> [WHAT YOU HAVE TO DO]:
Which lines come from the start of the records through the line that holds "recomputed from the"? Write them out word for word.

> [RECORDS SHOWN]:

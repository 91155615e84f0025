//! Store Infrastructure - In-Memory Adapters
//!
//! Concrete implementations of the domain port traits backed by
//! `tokio::sync::RwLock`-guarded maps. Records are keyed by id; writes
//! are last-writer-wins upserts with no version check, matching the port
//! contracts. Used as the runtime store and as the test double for every
//! service-level test.

pub mod memory;

pub use memory::{InMemoryBillingStore, InMemoryDirectoryStore, InMemoryDocumentStore};
//! Purchase orders and utilization
//!
//! Utilization is derived, never stored: it is recomputed from the
//! billable items linked to the purchase order at the time of asking.

use chrono::{DateTime, NaiveDate, Utc};
use rust_decimal::Decimal;
use rust_decimal_macros::dec;
use serde::{Deserialize, Serialize};
use tracing::warn;

use core_kernel::{BillableItemId, DocumentId, Money, ProjectId, PurchaseOrderId};

use crate::item::BillableItem;

/// A client-authorized spending ceiling for a project
#[derive(Debug, Clone, Serialize, Deserialize)]
pub struct PurchaseOrder {
    /// Unique identifier
    pub id: PurchaseOrderId,
    /// Owning project
    pub project_id: ProjectId,
    /// Display name
    pub name: String,
    /// External PO number; the client's identifier, not guaranteed unique
    /// across projects
    pub po_number: String,
    /// Authorized ceiling
    pub po_value: Money,
    /// Date the authorization ends
    pub end_date: Option<NaiveDate>,
    /// PO document reference
    pub document: Option<DocumentId>,
    /// Created timestamp
    pub created_at: DateTime<Utc>,
}

impl PurchaseOrder {
    /// Creates a new purchase order
    pub fn new(
        project_id: ProjectId,
        name: impl Into<String>,
        po_number: impl Into<String>,
        po_value: Money,
    ) -> Self {
        Self {
            id: PurchaseOrderId::new(),
            project_id,
            name: name.into(),
            po_number: po_number.into(),
            po_value,
            end_date: None,
            document: None,
            created_at: Utc::now(),
        }
    }

    /// Sets the end date
    pub fn with_end_date(mut self, end_date: NaiveDate) -> Self {
        self.end_date = Some(end_date);
        self
    }
}

/// Derived consumption figures for a purchase order
#[derive(Debug, Clone, PartialEq, Eq, Serialize, Deserialize)]
pub struct Utilization {
    /// Sum of linked item amounts
    pub utilized: Money,
    /// Ceiling minus utilized; negative signals overrun
    pub remaining: Money,
    /// Consumed share of the ceiling, clamped to [0, 100]
    pub percentage: Decimal,
}

/// Computes utilization of a purchase order against the full item set
///
/// The percentage clamps at 100 even when over-utilized; `remaining` is
/// not clamped and goes negative to signal the overrun. A zero-value PO
/// reports 100% as soon as anything draws on it.
pub fn compute_utilization(po: &PurchaseOrder, items: &[BillableItem]) -> Utilization {
    let currency = po.po_value.currency();
    let linked: Vec<&BillableItem> = items
        .iter()
        .filter(|item| item.links_to(po.id, &po.po_number))
        .collect();

    for item in &linked {
        if item.purchase_order_id.is_none() && item.project_id != po.project_id {
            warn!(
                po_number = %po.po_number,
                item_id = %item.id,
                item_project = %item.project_id,
                po_project = %po.project_id,
                "po_number string match crosses project boundary"
            );
        }
    }

    let utilized = linked
        .iter()
        .fold(Money::zero(currency), |acc, item| acc + item.amount);
    let remaining = po.po_value - utilized;

    let percentage = if po.po_value.is_zero() {
        if utilized.is_positive() {
            dec!(100)
        } else {
            dec!(0)
        }
    } else {
        let raw = utilized.amount() / po.po_value.amount() * dec!(100);
        raw.min(dec!(100))
    };

    Utilization {
        utilized,
        remaining,
        percentage,
    }
}

/// Returns legacy string-matched items whose project differs from the PO's
///
/// These are the records the id-link migration exists for; callers can
/// surface them for data correction.
pub fn cross_project_matches(po: &PurchaseOrder, items: &[BillableItem]) -> Vec<BillableItemId> {
    items
        .iter()
        .filter(|item| {
            item.purchase_order_id.is_none()
                && item.po_number.as_deref() == Some(po.po_number.as_str())
                && item.project_id != po.project_id
        })
        .map(|item| item.id)
        .collect()
}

> [RESPONSE AREA]:
repository 91155615e84f0025
//! Store Infrastructure - In-Memory Adapters
//!
//! Concrete implementations of the domain port traits backed by
//! `tokio::sync::RwLock`-guarded maps. Records are keyed by id; writes
//! are last-writer-wins upserts with no version check, matching the port
//! contracts. Used as the runtime store and as the test double for every
//! service-level test.

pub mod memory;

pub use memory::{InMemoryBillingStore, InMemoryDirectoryStore, InMemoryDocumentStore};
//! Purchase orders and utilization
//!
//! Utilization is derived, never stored: it is recomputed from the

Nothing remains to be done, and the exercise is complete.